In this survey paper, we establish a comprehensive state of the art of the different approaches to design, and conceptually build a data lake. First, we state the definitions of the data lake concept and complement the best existing one. Second, we investigate alternative architectures and technologies for data lakes, and propose a new typology of data lake architectures. Third, we review and discuss the metadata management techniques used in data lakes. We notably classify metadata and introduce the features that are necessary to achieve a full metadata system. Fourth, we discuss the pros and cons of data lakes. Fifth, we summarize by a mind map the key concepts introduced in this paper (Figure 10).
Eventually, in echo to the topics we chose not to address in this paper (Section 1), we would like to open the discussion on important current research issues in the field of data lakes.
Data integration and transformation have long been recurring issues. Though delayed, they are still present in data lakes and made even more challenging by big data volume, variety, velocity and lack of veracity.

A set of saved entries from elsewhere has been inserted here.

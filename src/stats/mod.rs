//! Statistics aggregation core.
//!
//! Pure read-only queries over the Match/Game/Hero/Faction relation:
//! faction summaries, hero win rates, hero-vs-hero matchups, and the
//! match-type breakdown. Each query takes a validated [`StatsFilter`],
//! loads only the tables it needs, and is stateless and idempotent;
//! identical filters over unchanged data return identical results,
//! ordering included.

use thiserror::Error;
use tracing::{debug, error};

use crate::models::{
    Faction, FactionStat, Game, Hero, HeroMatchupStat, HeroWinRate, Match, MatchTypeStats,
};
use crate::storage::{JsonlReader, StorageConfig, StorageError, Table};

pub mod aggregate;
pub mod breakdown;
pub mod filter;
pub mod matchup;
pub mod ranking;

pub use filter::{FilterError, MatchTypeFilter, StatsFilter, StatsFilterParams};

/// Errors from the query boundary.
///
/// Store detail is logged where the failure happens; the error that
/// crosses the boundary stays generic so no paths or query internals
/// leak into responses.
#[derive(Debug, Error)]
pub enum StatsError {
    #[error("aggregation failed")]
    Store(#[from] StorageError),
}

fn read_table<T: serde::de::DeserializeOwned>(
    storage: &StorageConfig,
    table: Table,
) -> Result<Vec<T>, StatsError> {
    JsonlReader::<T>::for_table(storage, table)
        .read_all()
        .map_err(|e| {
            error!("Failed to read {:?} table: {}", table, e);
            StatsError::Store(e)
        })
}

/// Per-faction game statistics, ordered by games played.
pub fn faction_stats(
    storage: &StorageConfig,
    filter: &StatsFilter,
) -> Result<Vec<FactionStat>, StatsError> {
    let factions: Vec<Faction> = read_table(storage, Table::Faction)?;
    let heroes: Vec<Hero> = read_table(storage, Table::Hero)?;
    let matches: Vec<Match> = read_table(storage, Table::Match)?;
    let games: Vec<Game> = read_table(storage, Table::Game)?;

    let matches_q = aggregate::qualifying_matches(&matches, filter);
    let heroes_idx = aggregate::heroes_by_id(&heroes);
    let factions_idx = aggregate::factions_by_id(&factions);

    let counts = aggregate::games_by_faction(&games, &matches_q, &heroes_idx, &factions_idx);
    debug!(
        "faction_stats: {} qualifying matches, {} factions with games",
        matches_q.len(),
        counts.len()
    );

    Ok(ranking::rank_factions(
        counts,
        &factions_idx,
        filter.limit as usize,
    ))
}

/// Per-hero win rates, ordered by win rate.
pub fn hero_win_rates(
    storage: &StorageConfig,
    filter: &StatsFilter,
) -> Result<Vec<HeroWinRate>, StatsError> {
    let factions: Vec<Faction> = read_table(storage, Table::Faction)?;
    let heroes: Vec<Hero> = read_table(storage, Table::Hero)?;
    let matches: Vec<Match> = read_table(storage, Table::Match)?;
    let games: Vec<Game> = read_table(storage, Table::Game)?;

    let matches_q = aggregate::qualifying_matches(&matches, filter);
    let heroes_idx = aggregate::heroes_by_id(&heroes);
    let factions_idx = aggregate::factions_by_id(&factions);

    let counts = aggregate::games_by_hero(&games, &matches_q, &heroes_idx, &factions_idx);
    debug!(
        "hero_win_rates: {} qualifying matches, {} heroes with games",
        matches_q.len(),
        counts.len()
    );

    Ok(ranking::rank_heroes(
        counts,
        &heroes_idx,
        &factions_idx,
        filter.limit as usize,
    ))
}

/// Per-hero matchup rivalries (best/worst opponents).
pub fn hero_matchups(
    storage: &StorageConfig,
    filter: &StatsFilter,
) -> Result<Vec<HeroMatchupStat>, StatsError> {
    let factions: Vec<Faction> = read_table(storage, Table::Faction)?;
    let heroes: Vec<Hero> = read_table(storage, Table::Hero)?;
    let matches: Vec<Match> = read_table(storage, Table::Match)?;
    let games: Vec<Game> = read_table(storage, Table::Game)?;

    let matches_q = aggregate::qualifying_matches(&matches, filter);
    let heroes_idx = aggregate::heroes_by_id(&heroes);
    let factions_idx = aggregate::factions_by_id(&factions);

    let grouped = aggregate::games_by_pairing(&games, &matches_q, &heroes_idx, &factions_idx);
    debug!(
        "hero_matchups: {} qualifying matches, {} heroes with pairings",
        matches_q.len(),
        grouped.len()
    );

    Ok(matchup::rank_matchups(
        grouped,
        &heroes_idx,
        &factions_idx,
        filter.limit as usize,
    ))
}

/// Tournament/friendly breakdown with combined totals. Only needs the
/// match and game tables.
pub fn match_type_stats(
    storage: &StorageConfig,
    filter: &StatsFilter,
) -> Result<MatchTypeStats, StatsError> {
    let matches: Vec<Match> = read_table(storage, Table::Match)?;
    let games: Vec<Game> = read_table(storage, Table::Game)?;

    debug!("match_type_stats: {} matches in store", matches.len());
    Ok(breakdown::match_type_breakdown(&matches, &games, filter))
}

Moreover, when transforming such data, User-Defined Functions (UDFs) must very often be used (MapReduce tasks, typically). In ETL and ELT processes, UDFs are much more difficult to optimize than classical queries, an issue that is not addressed yet by the literature Stefanowski2017.
With data storage solutions currently going beyond HDFS in data lakes, data interrogation through metadata is still a challenge. Multistores and polystores indeed provide unified solutions for structured and semi-structured data, but do not address unstructured data, which are currently queried separately through index stores. Moreover, when considering data gravity Madera2016, virtual data integration becomes a relevant solution. Yet, mediation approaches are likely to require new, big data-tailored query optimization and caching approaches Quix2018; Stefanowski2017.
Unstructured datasets, although unanimously acknowledged as ubiquitous and sources of crucial information, are very little specifically addressed in data lake-related literature. Index storage and text mining are usually mentioned, but there is no deep thinking about global querying or analysis solutions. Moreover, exploiting other types of unstructured data but text, e.g., images, sounds and videos, is not even envisaged as of today.
Again, although all actors in the data lake domain stress the importance of data governance to avoid a data lake turning into a data swamp, data quality, security, life cycle management and metadata lineage are viewed as risks rather than issues to address a priori in data lakes Madera2016. Data governance principles are indeed currently seldom turned into actual solutions.
Finally, data security is currently addressed from a technical point of view in data lakes, i.e., through access and privilege control, network isolation, e.g., with Docker tools Cha2018, data encryption and secure search engines Maroto2018. However, beyond these issues and those already addressed by data governance (integrity, consistency, availability) and/or related to the European General Data Protection Regulation (GDPR), by storing and cross-analyzing large volumes of various data, data lakes allow mashups that potentially induce serious breaches of data privacy Joss2016. Such issues are still researched as of today.